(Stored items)
%%

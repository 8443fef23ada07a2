//! API error types

use axum::{
    http::StatusCode,
    response::{IntoResponse, Response},
    Json,
};
use serde::Serialize;
use thiserror::Error;

use crate::registry::RegistryError;

/// Result type for API operations
pub type ApiResult<T> = Result<T, ApiError>;

/// Body for a missing experiment
pub const EXPERIMENT_NOT_FOUND: &str = "Experiment not found";

/// Body for an unroutable request
pub const ROUTE_NOT_FOUND: &str = "Not found";

/// Body for an unparseable create request
pub const INVALID_JSON: &str = "Invalid JSON";

/// Body for a rejected duplicate create
pub const ALREADY_EXISTS: &str = "Experiment already exists";

/// API error with HTTP status code
///
/// Renders as `{"error": message}` and nothing else; clients match on the
/// message text.
#[derive(Debug, Clone, PartialEq, Eq, Serialize, Error)]
#[error("[{status:?}] {message}")]
pub struct ApiError {
    /// HTTP status code
    #[serde(skip)]
    pub status: StatusCode,

    /// Error message
    #[serde(rename = "error")]
    pub message: String,
}

impl ApiError {
    /// Create a new API error
    pub fn new(status: StatusCode, message: impl Into<String>) -> Self {
        Self {
            status,
            message: message.into(),
        }
    }

    /// 400 for a create body that is not a JSON object
    pub fn invalid_json() -> Self {
        Self::new(StatusCode::BAD_REQUEST, INVALID_JSON)
    }

    /// 404 for an unknown `(namespace, name)`
    pub fn experiment_not_found() -> Self {
        Self::new(StatusCode::NOT_FOUND, EXPERIMENT_NOT_FOUND)
    }

    /// 404 for anything the router does not handle
    pub fn route_not_found() -> Self {
        Self::new(StatusCode::NOT_FOUND, ROUTE_NOT_FOUND)
    }

    /// 409 for a duplicate key under the reject policy
    pub fn conflict() -> Self {
        Self::new(StatusCode::CONFLICT, ALREADY_EXISTS)
    }

    /// 500 Internal Server Error
    pub fn internal(message: impl Into<String>) -> Self {
        Self::new(StatusCode::INTERNAL_SERVER_ERROR, message)
    }
}

impl From<RegistryError> for ApiError {
    fn from(err: RegistryError) -> Self {
        match err {
            RegistryError::NotFound(_) => Self::experiment_not_found(),
            RegistryError::AlreadyExists(_) => Self::conflict(),
        }
    }
}

impl IntoResponse for ApiError {
    fn into_response(self) -> Response {
        let status = self.status;
        (status, Json(self)).into_response()
    }
}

%%

§ Exercise details
All entries should be given again precisely as they appear above.

§ Reply to the task
repository 8443fef23ada07a2
//! API error types

use axum::{
    http::StatusCode,
    response::{IntoResponse, Response},
    Json,
};
use serde::Serialize;
use thiserror::Error;

use crate::registry::RegistryError;

/// Result type for API operations
pub type ApiResult<T> = Result<T, ApiError>;

/// Body for a missing experiment
pub const EXPERIMENT_NOT_FOUND: &str = "Experiment not found";

/// Body for an unroutable request
pub const ROUTE_NOT_FOUND: &str = "Not found";

/// Body for an unparseable create request
pub const INVALID_JSON: &str = "Invalid JSON";

/// Body for a rejected duplicate create
pub const ALREADY_EXISTS: &str = "Experiment already exists";

/// API error with HTTP status code
///
/// Renders as `{"error": message}` and nothing else; clients match on the
/// message text.
#[derive(Debug, Clone, PartialEq, Eq, Serialize, Error)]
#[error("[{status:?}] {message}")]
pub struct ApiError {
    /// HTTP status code
    #[serde(skip)]
    pub status: StatusCode,

    /// Error message
    #[serde(rename = "error")]
    pub message: String,
}

impl ApiError {
    /// Create a new API error
    pub fn new(status: StatusCode, message: impl Into<String>) -> Self {
        Self {
            status,
            message: message.into(),
        }
    }

    /// 400 for a create body that is not a JSON object
    pub fn invalid_json() -> Self {
        Self::new(StatusCode::BAD_REQUEST, INVALID_JSON)
    }

    /// 404 for an unknown `(namespace, name)`
    pub fn experiment_not_found() -> Self {
        Self::new(StatusCode::NOT_FOUND, EXPERIMENT_NOT_FOUND)
    }

    /// 404 for anything the router does not handle
    pub fn route_not_found() -> Self {
        Self::new(StatusCode::NOT_FOUND, ROUTE_NOT_FOUND)
    }

    /// 409 for a duplicate key under the reject policy
    pub fn conflict() -> Self {
        Self::new(StatusCode::CONFLICT, ALREADY_EXISTS)
    }

    /// 500 Internal Server Error
    pub fn internal(message: impl Into<String>) -> Self {
        Self::new(StatusCode::INTERNAL_SERVER_ERROR, message)
    }
}

impl From<RegistryError> for ApiError {
    fn from(err: RegistryError) -> Self {
        match err {
            RegistryError::NotFound(_) => Self::experiment_not_found(),
            RegistryError::AlreadyExists(_) => Self::conflict(),
        }
    }
}

impl IntoResponse for ApiError {
    fn into_response(self) -> Response {
        let status = self.status;
        (status, Json(self)).into_response()
    }
}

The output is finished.